> _Exercise prompt_:
Please return the lines of the data that contain "requires".

══════════

//! Row-level progress reporting for cleaning runs.
//!
//! [`clean`](crate::clean) announces how many addresses it will normalize,
//! ticks once per row, and closes with a summary. Whether that becomes a
//! terminal bar is up to the caller; the `indicatif` bar lives in
//! `lead_cleaner_cli_utils`.

use std::sync::Arc;

/// Receives progress from a cleaning run.
///
/// Shared as `Arc<dyn ProgressCallback>`, so implementations must be
/// `Send + Sync`.
pub trait ProgressCallback: Send + Sync {
    /// Number of rows the address pass will visit.
    fn set_total(&self, total: u64);

    /// `delta` more rows are done.
    fn inc(&self, delta: u64);

    /// Names the current stage.
    fn set_message(&self, msg: String);

    /// The run is over; `msg` summarizes it.
    fn finish(&self, msg: String);
}

/// Discards every update.
pub struct NullProgress;

impl ProgressCallback for NullProgress {
    fn set_total(&self, _total: u64) {}
    fn inc(&self, _delta: u64) {}
    fn set_message(&self, _msg: String) {}
    fn finish(&self, _msg: String) {}
}

/// A shared [`NullProgress`].
#[must_use]
pub fn null_progress() -> Arc<dyn ProgressCallback> {
    Arc::new(NullProgress)
}

#[cfg(test)]
mod tests {
    use std::sync::Mutex;

    use lead_cleaner_leads_models::{CleanerConfig, CleaningOption};

    use super::*;
    use crate::table::LeadTable;

    /// Records every call as a line of text.
    #[derive(Default)]
    struct Recorder(Mutex<Vec<String>>);

    impl Recorder {
        fn push(&self, event: String) {
            self.0.lock().unwrap().push(event);
        }

        fn events(&self) -> Vec<String> {
            self.0.lock().unwrap().clone()
        }
    }

    impl ProgressCallback for Recorder {
        fn set_total(&self, total: u64) {
            self.push(format!("total {total}"));
        }
        fn inc(&self, delta: u64) {
            self.push(format!("inc {delta}"));
        }
        fn set_message(&self, msg: String) {
            self.push(format!("message {msg}"));
        }
        fn finish(&self, msg: String) {
            self.push(format!("finish {msg}"));
        }
    }

    #[test]
    fn address_run_reports_each_cleaned_row() {
        let input = LeadTable::from_csv_reader(
            "PERSONAL_ADDRESS,PERSONAL_CITY,HOMEOWNER\n1 Main St,Chicago,Y\n,Nowhere,N\n2 Oak Ave,Peoria,N\n"
                .as_bytes(),
        )
        .unwrap();
        let recorder = Arc::new(Recorder::default());
        let progress: Arc<dyn ProgressCallback> = recorder.clone();

        crate::clean(
            &input,
            CleaningOption::AddressHoNwIncome,
            &CleanerConfig::default(),
            &progress,
        )
        .unwrap();

        assert_eq!(
            recorder.events(),
            [
                "total 2",
                "message Cleaning addresses",
                "inc 1",
                "inc 1",
                "finish 1 file(s) from 3 rows",
            ]
        );
    }

    #[test]
    fn non_address_run_only_finishes() {
        let input = LeadTable::from_csv_reader(
            "FIRST_NAME,LAST_NAME,MOBILE_PHONE\nAnn,Lee,4155551212\n".as_bytes(),
        )
        .unwrap();
        let recorder = Arc::new(Recorder::default());
        let progress: Arc<dyn ProgressCallback> = recorder.clone();

        crate::clean(
            &input,
            CleaningOption::DialerList,
            &CleanerConfig::default(),
            &progress,
        )
        .unwrap();

        assert_eq!(recorder.events(), ["finish 1 file(s) from 1 rows"]);
    }

    #[test]
    fn null_progress_ignores_everything() {
        let progress = null_progress();
        progress.set_total(10);
        progress.inc(1);
        progress.set_message("ignored".to_string());
        progress.finish("done".to_string());
    }
}
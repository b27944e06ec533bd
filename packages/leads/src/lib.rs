#![cfg_attr(feature = "fail-on-warnings", deny(warnings))]
#![warn(clippy::all, clippy::pedantic, clippy::nursery, clippy::cargo)]
#![allow(clippy::multiple_crate_versions, clippy::cargo_common_metadata)]

//! Lead export cleaning pipeline.
//!
//! Reads a lead CSV into a [`LeadTable`], validates the columns a
//! [`CleaningOption`] needs, normalizes addresses, projects the option's
//! output shape, and splits the result into named [`OutputFile`]s that
//! [`export::write_outputs`] writes to disk.

pub mod archive;
pub mod duplicates;
pub mod export;
pub mod fields;
pub mod outputs;
pub mod progress;
pub mod projection;
pub mod table;

use std::sync::Arc;

use lead_cleaner_address::CachedNormalizer;
use lead_cleaner_leads_models::{CleanerConfig, CleaningOption};

pub use outputs::OutputFile;
pub use progress::{NullProgress, ProgressCallback, null_progress};
pub use table::{LeadTable, Row};

/// Errors from the cleaning pipeline.
#[derive(Debug, thiserror::Error)]
pub enum LeadsError {
    /// Malformed CSV input or a failed CSV write.
    #[error("CSV error: {0}")]
    Csv(#[from] csv::Error),

    /// File system error on `path`.
    #[error("I/O error on {path}: {source}")]
    Io {
        /// Path that failed.
        path: String,
        /// Underlying I/O error.
        source: std::io::Error,
    },

    /// JSON serialization failed.
    #[error("JSON error: {0}")]
    Json(#[from] serde_json::Error),

    /// Writing the ZIP archive failed.
    #[error("ZIP error: {0}")]
    Zip(#[from] zip::result::ZipError),

    /// The input lacks columns the option requires.
    #[error("{option} requires missing columns: {}", columns.join(", "))]
    MissingColumns {
        /// The selected option.
        option: CleaningOption,
        /// Required columns not found in the input.
        columns: Vec<String>,
    },

    /// The input has none of a set of alternative columns.
    #[error("{option} requires at least one of: {}", columns.join(", "))]
    MissingAnyColumn {
        /// The selected option.
        option: CleaningOption,
        /// The alternatives, none of which were found.
        columns: Vec<String>,
    },
}

/// Checks that `table` has every column `option` needs.
///
/// # Errors
///
/// Returns [`LeadsError::MissingColumns`] listing every absent required
/// column, or [`LeadsError::MissingAnyColumn`] if none of the option's
/// alternative columns is present.
pub fn validate_columns(table: &LeadTable, option: CleaningOption) -> Result<(), LeadsError> {
    let missing: Vec<String> = option
        .required_columns()
        .iter()
        .filter(|c| !table.has_column(c))
        .map(|c| (*c).to_string())
        .collect();
    if !missing.is_empty() {
        return Err(LeadsError::MissingColumns {
            option,
            columns: missing,
        });
    }

    let any_of = option.any_of_columns();
    if !any_of.is_empty() && !any_of.iter().any(|c| table.has_column(c)) {
        return Err(LeadsError::MissingAnyColumn {
            option,
            columns: any_of.iter().map(|c| (*c).to_string()).collect(),
        });
    }

    Ok(())
}

/// Runs `option` over `table` and returns the files to write.
///
/// Columns are validated before any row is touched. Address progress is
/// reported through `progress`.
///
/// # Errors
///
/// Returns an error if the table is missing columns `option` needs.
pub fn clean(
    table: &LeadTable,
    option: CleaningOption,
    config: &CleanerConfig,
    progress: &Arc<dyn ProgressCallback>,
) -> Result<Vec<OutputFile>, LeadsError> {
    validate_columns(table, option)?;

    log::info!("Running '{}' over {} rows", option.label(), table.len());

    let projected = if option.cleans_addresses() {
        let normalizer: CachedNormalizer = CachedNormalizer::default();
        let cleaned = projection::clean_addresses(table, &normalizer, progress);
        let dropped = table.len() - cleaned.len();
        if dropped > 0 {
            log::warn!("Dropped {dropped} rows with no PERSONAL_ADDRESS");
        }
        projection::project(&cleaned, option, config)
    } else {
        projection::project(table, option, config)
    };

    let files = outputs::split_outputs(projected, option, config.batch_size);
    progress.finish(format!("{} file(s) from {} rows", files.len(), table.len()));

    Ok(files)
}
//! Encoding output tables and writing them to disk.

use std::path::{Path, PathBuf};

use lead_cleaner_leads_models::{CleanerConfig, ExportFormat};
use serde_json::{Map, Value};

use crate::LeadsError;
use crate::archive::{self, ARCHIVE_NAME};
use crate::outputs::OutputFile;
use crate::table::LeadTable;

/// Paths produced by [`write_outputs`].
#[derive(Debug, Clone, Default, PartialEq, Eq)]
pub struct WrittenOutputs {
    /// One path per output file, in input order.
    pub files: Vec<PathBuf>,
    /// The ZIP bundle, if one was written.
    pub archive: Option<PathBuf>,
}

/// Encodes `table` as CSV with a header row.
///
/// # Errors
///
/// Returns [`LeadsError::Csv`] if a record cannot be written.
pub fn to_csv_bytes(table: &LeadTable) -> Result<Vec<u8>, LeadsError> {
    let mut writer = csv::Writer::from_writer(Vec::new());
    writer.write_record(table.headers())?;
    for row in table.rows() {
        writer.write_record(row)?;
    }
    writer
        .into_inner()
        .map_err(|e| LeadsError::Csv(csv::Error::from(e.into_error())))
}

/// Encodes `table` as a pretty-printed JSON array of objects.
///
/// Keys follow column order; empty cells become `null`.
///
/// # Errors
///
/// Returns [`LeadsError::Json`] if serialization fails.
pub fn to_json_bytes(table: &LeadTable) -> Result<Vec<u8>, LeadsError> {
    let records: Vec<Value> = table
        .rows()
        .iter()
        .map(|row| {
            let object: Map<String, Value> = table
                .headers()
                .iter()
                .zip(row)
                .map(|(header, cell)| {
                    let value = if cell.trim().is_empty() {
                        Value::Null
                    } else {
                        Value::String(cell.clone())
                    };
                    (header.clone(), value)
                })
                .collect();
            Value::Object(object)
        })
        .collect();

    Ok(serde_json::to_vec_pretty(&records)?)
}

/// Encodes `table` in `format`.
///
/// # Errors
///
/// Propagates the encoder's error.
pub fn encode(table: &LeadTable, format: ExportFormat) -> Result<Vec<u8>, LeadsError> {
    match format {
        ExportFormat::Csv => to_csv_bytes(table),
        ExportFormat::Json => to_json_bytes(table),
    }
}

/// Writes every file to `config.output_dir` in `config.format`.
///
/// The directory is created if needed. When there is more than one file
/// and `config.zip_when_multiple` is set, the files are also bundled into
/// [`ARCHIVE_NAME`].
///
/// # Errors
///
/// Returns an error if encoding fails or a file cannot be written.
pub fn write_outputs(
    files: &[OutputFile],
    config: &CleanerConfig,
) -> Result<WrittenOutputs, LeadsError> {
    let dir = Path::new(&config.output_dir);
    std::fs::create_dir_all(dir).map_err(|e| LeadsError::Io {
        path: dir.display().to_string(),
        source: e,
    })?;

    let mut entries = Vec::with_capacity(files.len());
    let mut written = WrittenOutputs::default();

    for file in files {
        let file_name = format!("{}.{}", file.name, config.format.extension());
        let path = dir.join(&file_name);
        let bytes = encode(&file.table, config.format)?;

        std::fs::write(&path, &bytes).map_err(|e| LeadsError::Io {
            path: path.display().to_string(),
            source: e,
        })?;
        log::info!("Wrote {} ({} rows)", path.display(), file.table.len());

        written.files.push(path);
        entries.push((file_name, bytes));
    }

    if config.zip_when_multiple && entries.len() > 1 {
        let archive_path = dir.join(ARCHIVE_NAME);
        archive::pack(&entries, &archive_path)?;
        written.archive = Some(archive_path);
    }

    Ok(written)
}

#[cfg(test)]
mod tests {
    use lead_cleaner_leads_models::CleaningOption;

    use super::*;

    fn table(csv: &str) -> LeadTable {
        LeadTable::from_csv_reader(csv.as_bytes()).unwrap()
    }

    #[test]
    fn csv_quotes_embedded_commas() {
        let bytes = to_csv_bytes(&table("ADDRESS,DATA\n\"1 Main St, Apt 2\",x\n")).unwrap();
        assert_eq!(
            String::from_utf8(bytes).unwrap(),
            "ADDRESS,DATA\n\"1 Main St, Apt 2\",x\n"
        );
    }

    #[test]
    fn json_keeps_column_order_and_nulls_empty_cells() {
        let bytes = to_json_bytes(&table("Z,A\n1,\n")).unwrap();
        let value: Value = serde_json::from_slice(&bytes).unwrap();
        let object = value[0].as_object().unwrap();
        assert_eq!(object.keys().collect::<Vec<_>>(), ["Z", "A"]);
        assert_eq!(object["Z"], "1");
        assert!(object["A"].is_null());
    }

    #[test]
    fn writes_files_and_bundles_multiple() {
        let tmp = std::env::temp_dir().join("lead_cleaner_export_multi_test");
        let _ = std::fs::remove_dir_all(&tmp);

        let config = CleanerConfig {
            output_dir: tmp.display().to_string(),
            ..CleanerConfig::default()
        };
        let files = vec![
            OutputFile::new("output_a", table("A\n1\n")),
            OutputFile::new("output_b", table("B\n2\n")),
        ];
        let written = write_outputs(&files, &config).unwrap();

        assert_eq!(written.files, [tmp.join("output_a.csv"), tmp.join("output_b.csv")]);
        assert_eq!(written.archive, Some(tmp.join("all_files.zip")));
        assert_eq!(std::fs::read_to_string(tmp.join("output_b.csv")).unwrap(), "B\n2\n");
        assert!(tmp.join("all_files.zip").exists());

        let _ = std::fs::remove_dir_all(&tmp);
    }

    #[test]
    fn single_file_is_not_bundled() {
        let tmp = std::env::temp_dir().join("lead_cleaner_export_single_test");
        let _ = std::fs::remove_dir_all(&tmp);

        let config = CleanerConfig {
            output_dir: tmp.display().to_string(),
            format: ExportFormat::Json,
            ..CleanerConfig::default()
        };
        let written = write_outputs(&[OutputFile::new("output_a", table("A\n1\n"))], &config).unwrap();

        assert_eq!(written.files, [tmp.join("output_a.json")]);
        assert_eq!(written.archive, None);
        assert!(!tmp.join("all_files.zip").exists());

        let _ = std::fs::remove_dir_all(&tmp);
    }

    #[test]
    fn colliding_group_keys_write_and_bundle() {
        let tmp = std::env::temp_dir().join("lead_cleaner_export_collide_test");
        let _ = std::fs::remove_dir_all(&tmp);

        let config = CleanerConfig {
            output_dir: tmp.display().to_string(),
            ..CleanerConfig::default()
        };
        let files = crate::outputs::split_outputs(
            table("PERSONAL_STATE,FIRST_NAME\nN/A,Ann\nNA,Bob\n"),
            CleaningOption::SplitByState,
            0,
        );
        let written = write_outputs(&files, &config).unwrap();

        assert_eq!(
            written.files,
            [
                tmp.join("output_split_by_state_NA.csv"),
                tmp.join("output_split_by_state_NA_2.csv"),
            ]
        );
        assert!(
            std::fs::read_to_string(tmp.join("output_split_by_state_NA.csv"))
                .unwrap()
                .contains("Ann")
        );
        assert!(
            std::fs::read_to_string(tmp.join("output_split_by_state_NA_2.csv"))
                .unwrap()
                .contains("Bob")
        );
        assert_eq!(written.archive, Some(tmp.join("all_files.zip")));

        let _ = std::fs::remove_dir_all(&tmp);
    }

    #[test]
    fn bundling_can_be_disabled() {
        let tmp = std::env::temp_dir().join("lead_cleaner_export_nozip_test");
        let _ = std::fs::remove_dir_all(&tmp);

        let config = CleanerConfig {
            output_dir: tmp.display().to_string(),
            zip_when_multiple: false,
            ..CleanerConfig::default()
        };
        let files = vec![
            OutputFile::new("output_a", table("A\n1\n")),
            OutputFile::new("output_b", table("B\n2\n")),
        ];
        let written = write_outputs(&files, &config).unwrap();
        assert_eq!(written.files.len(), 2);
        assert_eq!(written.archive, None);

        let _ = std::fs::remove_dir_all(&tmp);
    }
}
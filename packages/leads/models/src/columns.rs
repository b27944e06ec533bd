//! Column names found in lead exports, and the derived columns the
//! cleaner adds.

pub const FIRST_NAME: &str = "FIRST_NAME";
pub const LAST_NAME: &str = "LAST_NAME";

pub const PERSONAL_ADDRESS: &str = "PERSONAL_ADDRESS";
pub const PERSONAL_CITY: &str = "PERSONAL_CITY";
pub const PERSONAL_STATE: &str = "PERSONAL_STATE";
pub const PERSONAL_ZIP: &str = "PERSONAL_ZIP";

pub const HOMEOWNER: &str = "HOMEOWNER";
pub const NET_WORTH: &str = "NET_WORTH";
pub const INCOME_RANGE: &str = "INCOME_RANGE";
pub const CHILDREN: &str = "CHILDREN";
pub const AGE_RANGE: &str = "AGE_RANGE";
pub const SKIPTRACE_CREDIT_RATING: &str = "SKIPTRACE_CREDIT_RATING";

pub const MOBILE_PHONE: &str = "MOBILE_PHONE";
pub const DIRECT_NUMBER: &str = "DIRECT_NUMBER";
/// Do-not-call flag; `Y` means the lead must not be dialed.
pub const DNC: &str = "DNC";

pub const PERSONAL_EMAIL: &str = "PERSONAL_EMAIL";
pub const BUSINESS_EMAIL: &str = "BUSINESS_EMAIL";
pub const SHA256_PERSONAL_EMAIL: &str = "SHA256_PERSONAL_EMAIL";
pub const SHA256_BUSINESS_EMAIL: &str = "SHA256_BUSINESS_EMAIL";

pub const LINKEDIN_URL: &str = "LINKEDIN_URL";

// Derived columns.

pub const PERSONAL_ADDRESS_CLEAN: &str = "PERSONAL_ADDRESS_CLEAN";
pub const ADDRESS: &str = "ADDRESS";
pub const DATA: &str = "DATA";
pub const FULL_ADDRESS: &str = "FULL_ADDRESS";
pub const PHONE: &str = "PHONE";
pub const SHA256: &str = "SHA256";
pub const DUPLICATE_COUNT: &str = "DUPLICATE_COUNT";
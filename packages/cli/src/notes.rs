//! Post-run notes, including Google My Maps import steps for the
//! options whose output is meant to be mapped.

use lead_cleaner_leads_models::CleaningOption;

const MAP_IMPORT_STEPS: &str = "\
How to import into Google My Maps:
  1. Go to https://www.google.com/mymaps.
  2. Click \"Create a new map\".
  3. In the new map, click \"Import\" under the layer section.
  4. Upload the output file(s).
  5. Set the following:";

const MAP_IMPORT_CLEANUP: &str = "\
  6. Dismiss any locations that fail to import.
  7. Zoom out and delete any pins far from the main cluster.";

/// Summary of what the run did.
#[must_use]
pub fn processing_note(option: CleaningOption, batch_size: usize) -> String {
    let mut note = format!("Processed with the '{}' option.", option.label());
    if option.cleans_addresses() {
        note.push_str(" Addresses have been cleaned.");
    }
    if option.is_batched() && batch_size > 0 {
        note.push_str(&format!(" Files are split when they exceed {batch_size} rows."));
    }
    if let Some(column) = option.group_column() {
        note.push_str(&format!(" One file is written per {column} value."));
    }
    note
}

/// Import instructions for map-import options.
#[must_use]
pub fn import_notes(option: CleaningOption) -> Option<String> {
    if !option.is_map_import() {
        return None;
    }
    let mapping = if option == CleaningOption::SplitByState {
        "     - Placemarker pins: the PERSONAL_ADDRESS_CLEAN column, or combine it with PERSONAL_CITY and PERSONAL_STATE.\n     \
         - Placemarker title: any relevant column (e.g., FIRST_NAME, LAST_NAME)."
    } else {
        "     - Placemarker pins: the ADDRESS column.\n     \
         - Placemarker title: the DATA column."
    };
    Some(format!("{MAP_IMPORT_STEPS}\n{mapping}\n{MAP_IMPORT_CLEANUP}"))
}

#[cfg(test)]
mod tests {
    use super::*;

    #[test]
    fn map_import_options_get_instructions() {
        let notes = import_notes(CleaningOption::AddressHoNwIncomePhone).unwrap();
        assert!(notes.contains("the ADDRESS column"));
        assert!(notes.contains("the DATA column"));

        let notes = import_notes(CleaningOption::SplitByState).unwrap();
        assert!(notes.contains("PERSONAL_ADDRESS_CLEAN"));
    }

    #[test]
    fn other_options_have_no_instructions() {
        assert_eq!(import_notes(CleaningOption::Sha256), None);
        assert_eq!(import_notes(CleaningOption::SplitByZip), None);
    }

    #[test]
    fn processing_note_mentions_batching_and_grouping() {
        let note = processing_note(CleaningOption::AddressHoNwIncome, 2000);
        assert!(note.contains("exceed 2000 rows"));
        assert!(note.contains("cleaned"));

        let note = processing_note(CleaningOption::SplitByState, 2000);
        assert!(note.contains("per PERSONAL_STATE value"));
        assert!(!note.contains("exceed"));

        assert!(!processing_note(CleaningOption::DialerList, 0).contains("exceed"));
    }
}
//! Failures of a `pytex` invocation.

use std::io;
use std::path::PathBuf;

use pytex_eval::EvalError;

#[derive(Debug, thiserror::Error)]
pub enum CliError {
    #[error("cannot {action} {}: {source}", path.display())]
    Io {
        action: &'static str,
        path: PathBuf,
        #[source]
        source: io::Error,
    },
    #[error("{} is not valid UTF-8: {source}", path.display())]
    Utf8 {
        path: PathBuf,
        #[source]
        source: std::string::FromUtf8Error,
    },
    #[error("refusing to overwrite the input {}; pass --output", path.display())]
    OutputIsInput { path: PathBuf },
    /// A code block failed; displays as `Kind: message`.
    #[error(transparent)]
    Eval(#[from] EvalError),
}

impl CliError {
    pub(crate) fn io(action: &'static str, path: impl Into<PathBuf>, source: io::Error) -> Self {
        CliError::Io {
            action,
            path: path.into(),
            source,
        }
    }
}
//! What a `pytex` invocation should do, independent of how it was parsed.

use std::path::{Path, PathBuf};

/// Where the document comes from.
#[derive(Clone, Debug, PartialEq, Eq)]
pub enum Input {
    Stdin,
    File(PathBuf),
}

impl Input {
    /// `-` means stdin.
    pub fn from_arg(arg: &Path) -> Self {
        if arg == Path::new("-") {
            Input::Stdin
        } else {
            Input::File(arg.to_path_buf())
        }
    }

    /// Name used in messages.
    pub fn display_path(&self) -> &Path {
        match self {
            Input::Stdin => Path::new("<stdin>"),
            Input::File(path) => path,
        }
    }
}

/// Where the converted text goes.
#[derive(Clone, Debug, PartialEq, Eq)]
pub enum Output {
    Stdout,
    File(PathBuf),
}

impl Output {
    /// `-` means stdout.
    pub fn from_arg(arg: &Path) -> Self {
        if arg == Path::new("-") {
            Output::Stdout
        } else {
            Output::File(arg.to_path_buf())
        }
    }

    /// Default output for `input`: the same path with a `.tex` extension,
    /// or stdout when reading stdin.
    pub fn default_for(input: &Input) -> Self {
        match input {
            Input::Stdin => Output::Stdout,
            Input::File(path) => Output::File(path.with_extension("tex")),
        }
    }
}

#[derive(Copy, Clone, Debug, PartialEq, Eq, Default)]
pub enum Mode {
    /// Run the code blocks and write the converted document.
    #[default]
    Convert,
    /// List the segments without running anything.
    Segments,
}

#[derive(Clone, Debug, PartialEq, Eq)]
pub struct Options {
    pub input: Input,
    pub output: Output,
    pub mode: Mode,
}

impl Options {
    /// Options for converting `input` to its default output.
    pub fn new(input: Input) -> Self {
        let output = Output::default_for(&input);
        Options {
            input,
            output,
            mode: Mode::Convert,
        }
    }

    #[must_use]
    pub fn with_output(mut self, output: Output) -> Self {
        self.output = output;
        self
    }

    #[must_use]
    pub fn with_mode(mut self, mode: Mode) -> Self {
        self.mode = mode;
        self
    }
}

══════════

> _Task response_:
    /// The input lacks columns the option requires.
    #[error("{option} requires missing columns: {}", columns.join(", "))]
    #[error("{option} requires at least one of: {}", columns.join(", "))]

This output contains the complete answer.